Однако и тут все обстоит не так просто и однозначно. Чернышевский полемизировал с Герценом, но совершенно иначе относился к наследию Белинского, которого, скорее всего, не причислял к разряду идеалистов и “лишних людей” и совершенно обоснованно считал плебеем, дворянином лишь “по бумагам”, но не по сути характера и воззрений. Еще больше могло ему импонировать то, что “неистовый Виссарион” был таким же самым умственным пролетарием, как и он сам. Весьма примечательно также то, что Чернышевский высоко ценил именно западнические, просветительские по духу высказывания Белинского, о чем однозначно свидетельствуют и “Очерки гоголевского периода русской литературы”, и позднейшие тексты.
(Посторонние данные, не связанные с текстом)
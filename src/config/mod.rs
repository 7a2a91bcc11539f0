//! Pipeline description files
//!
//! A pipeline description lists module instances with their properties and
//! the pipes that connect them. It can be written in TOML (`.toml`) or JSON
//! (any other extension).
//!
//! # Example
//!
//! ```toml
//! [settings]
//! pipe_capacity = 32
//!
//! [[modules]]
//! id = "reader"
//! kind = "FileReader"
//! properties = { inputfile = "corpus.json" }
//!
//! [[modules]]
//! id = "clustering"
//! kind = "SuffixTreeClustering"
//! properties = { clusteringType = "HAC", corpusName = "letters" }
//!
//! [[modules]]
//! id = "dot"
//! kind = "FileWriter"
//! properties = { outputfile = "clusters.dot" }
//!
//! [[pipes]]
//! from = "reader.output"
//! to = "clustering.byteInput"
//! kind = "bytes"
//!
//! [[pipes]]
//! from = "clustering.output"
//! to = "dot.input"
//! kind = "chars"
//! ```

pub mod settings;

pub use settings::RuntimeSettings;

use crate::error::{Result, TextPipeError};
use crate::pipeline::module::Properties;
use crate::pipeline::module_kind::ModuleKind;
use crate::pipeline::pipe::PipeKind;
use serde::{Deserialize, Serialize};
use std::path::Path;

/// Complete description of a pipeline run
#[derive(Debug, Clone, Default, PartialEq, Serialize, Deserialize)]
pub struct PipelineConfig {
    #[serde(default)]
    pub settings: RuntimeSettings,

    #[serde(default)]
    pub modules: Vec<ModuleConfig>,

    #[serde(default)]
    pub pipes: Vec<PipeConfig>,
}

/// One module instance
#[derive(Debug, Clone, PartialEq, Serialize, Deserialize)]
pub struct ModuleConfig {
    /// Identifier used by pipe endpoints; also the default instance name
    pub id: String,

    pub kind: ModuleKind,

    #[serde(default)]
    pub properties: Properties,
}

/// One pipe between an output port and an input port
#[derive(Debug, Clone, PartialEq, Eq, Serialize, Deserialize)]
pub struct PipeConfig {
    /// `module.port` of the producing output
    pub from: String,

    /// `module.port` of the consuming input
    pub to: String,

    #[serde(default = "default_pipe_kind")]
    pub kind: PipeKind,
}

fn default_pipe_kind() -> PipeKind {
    PipeKind::Bytes
}

/// A parsed `module.port` reference.
#[derive(Debug, Clone, Copy, PartialEq, Eq)]
pub struct Endpoint<'a> {
    pub module: &'a str,
    pub port: &'a str,
}

impl PipeConfig {
    pub fn source(&self) -> Result<Endpoint<'_>> {
        parse_endpoint(&self.from)
    }

    pub fn target(&self) -> Result<Endpoint<'_>> {
        parse_endpoint(&self.to)
    }
}

fn parse_endpoint(s: &str) -> Result<Endpoint<'_>> {
    match s.split_once('.') {
        Some((module, port)) if !module.is_empty() && !port.is_empty() => {
            Ok(Endpoint { module, port })
        }
        _ => Err(TextPipeError::Config(format!(
            "Invalid pipe endpoint '{}', expected 'module.port'",
            s
        ))),
    }
}

impl PipelineConfig {
    /// Load a pipeline description, choosing the format by file extension
    pub fn load(path: impl AsRef<Path>) -> Result<Self> {
        let path = path.as_ref();
        let content = std::fs::read_to_string(path).map_err(|e| {
            TextPipeError::Config(format!(
                "Failed to read pipeline description '{}': {}",
                path.display(),
                e
            ))
        })?;

        let config: Self = if is_toml(path) {
            toml::from_str(&content).map_err(|e| {
                TextPipeError::Config(format!("Failed to parse '{}': {}", path.display(), e))
            })?
        } else {
            serde_json::from_str(&content).map_err(|e| {
                TextPipeError::Config(format!("Failed to parse '{}': {}", path.display(), e))
            })?
        };

        config.validate()?;
        tracing::info!(
            "Loaded pipeline description from {:?}: {} modules, {} pipes",
            path,
            config.modules.len(),
            config.pipes.len()
        );
        Ok(config)
    }

    /// Save the description, choosing the format by file extension
    pub fn save(&self, path: impl AsRef<Path>) -> Result<()> {
        let path = path.as_ref();
        let content = if is_toml(path) {
            toml::to_string_pretty(self)
                .map_err(|e| TextPipeError::Serialization(e.to_string()))?
        } else {
            serde_json::to_string_pretty(self)
                .map_err(|e| TextPipeError::Serialization(e.to_string()))?
        };
        std::fs::write(path, content)?;
        tracing::info!("Saved pipeline description to {:?}", path);
        Ok(())
    }

    /// Check ids are unique and every pipe endpoint names a declared module.
    pub fn validate(&self) -> Result<()> {
        let mut seen = std::collections::HashSet::new();
        for module in &self.modules {
            if module.id.is_empty() || module.id.contains('.') {
                return Err(TextPipeError::Config(format!(
                    "Invalid module id '{}': must be non-empty and contain no '.'",
                    module.id
                )));
            }
            if !seen.insert(module.id.as_str()) {
                return Err(TextPipeError::Config(format!(
                    "Duplicate module id '{}'",
                    module.id
                )));
            }
        }
        for pipe in &self.pipes {
            for endpoint in [pipe.source()?, pipe.target()?] {
                if !seen.contains(endpoint.module) {
                    return Err(TextPipeError::Config(format!(
                        "Pipe endpoint refers to unknown module '{}'",
                        endpoint.module
                    )));
                }
            }
        }
        Ok(())
    }

    pub fn module(&self, id: &str) -> Option<&ModuleConfig> {
        self.modules.iter().find(|m| m.id == id)
    }
}

fn is_toml(path: &Path) -> bool {
    path.extension()
        .and_then(|e| e.to_str())
        .is_some_and(|e| e.eq_ignore_ascii_case("toml"))
}

#[cfg(test)]
mod tests {
    use super::*;

    fn sample() -> PipelineConfig {
        PipelineConfig {
            settings: RuntimeSettings::default(),
            modules: vec![
                ModuleConfig {
                    id: "reader".to_string(),
                    kind: ModuleKind::FileReader,
                    properties: Properties::new().with("inputfile", "in.json"),
                },
                ModuleConfig {
                    id: "clustering".to_string(),
                    kind: ModuleKind::SuffixTreeClustering,
                    properties: Properties::new().with("clusteringType", "NJ"),
                },
            ],
            pipes: vec![PipeConfig {
                from: "reader.output".to_string(),
                to: "clustering.byteInput".to_string(),
                kind: PipeKind::Bytes,
            }],
        }
    }

    #[test]
    fn test_endpoint_parsing() {
        let pipe = &sample().pipes[0];
        assert_eq!(
            pipe.target().unwrap(),
            Endpoint {
                module: "clustering",
                port: "byteInput"
            }
        );
        assert!(parse_endpoint("noport").is_err());
        assert!(parse_endpoint(".port").is_err());
        assert!(parse_endpoint("module.").is_err());
    }

    #[test]
    fn test_toml_and_json_round_trip() {
        let dir = tempfile::tempdir().unwrap();
        let config = sample();
        for file in ["pipeline.toml", "pipeline.json"] {
            let path = dir.path().join(file);
            config.save(&path).unwrap();
            assert_eq!(PipelineConfig::load(&path).unwrap(), config);
        }
    }

    #[test]
    fn test_toml_defaults() {
        let dir = tempfile::tempdir().unwrap();
        let path = dir.path().join("minimal.toml");
        std::fs::write(
            &path,
            r#"
[[modules]]
id = "stc"
kind = "SuffixTreeClustering"
"#,
        )
        .unwrap();
        let config = PipelineConfig::load(&path).unwrap();
        assert_eq!(config.settings, RuntimeSettings::default());
        assert!(config.module("stc").unwrap().properties.get("clusteringType").is_none());
    }

    #[test]
    fn test_validation_rejects_unknown_module() {
        let mut config = sample();
        config.pipes[0].to = "missing.byteInput".to_string();
        let err = config.validate().unwrap_err();
        assert!(err.to_string().contains("missing"));

        let mut config = sample();
        config.modules[1].id = "reader".to_string();
        assert!(config.validate().is_err());
    }

    #[test]
    fn test_unparseable_file_is_config_error() {
        let dir = tempfile::tempdir().unwrap();
        let path = dir.path().join("broken.json");
        std::fs::write(&path, "{ not json").unwrap();
        assert!(matches!(
            PipelineConfig::load(&path),
            Err(TextPipeError::Config(_))
        ));
    }
}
Ведущий публицист “Современника” был настолько проницателен, что разглядел аристократические и романтико-активистские мотивы в мировоззрении Герцена, которые неизбежно сталкивали его на позиции “кающегося дворянина”, “народника” (в самом широком понимании этого слова), а в ряде случаев превращались в суровую критику просветительского оптимизма[39] Эти мотивы были Чернышевскому совершенно чужды. Но чужды они были и классическому западничеству, на фоне которого Герцен всегда стоял несколько особняком. Так что в отношении просветительских тенденций, характерных для западничества, наследниками последнего стали как раз Чернышевский и другие “поздние внуки Просвещения” — Н.А.Добролюбов, М.А.Антонович, М.Е.Салтыков-Щедрин, Д.И.Писарев, В.А.Зайцев или В.А.Слепцов[40] Именно они старались выполнить и обогатить новыми элементами просветительскую программу западников, в то время как меланхолический шопенгауэрианец Тургенев и правый гегельянец Чичерин старались выполнять их либеральную программу.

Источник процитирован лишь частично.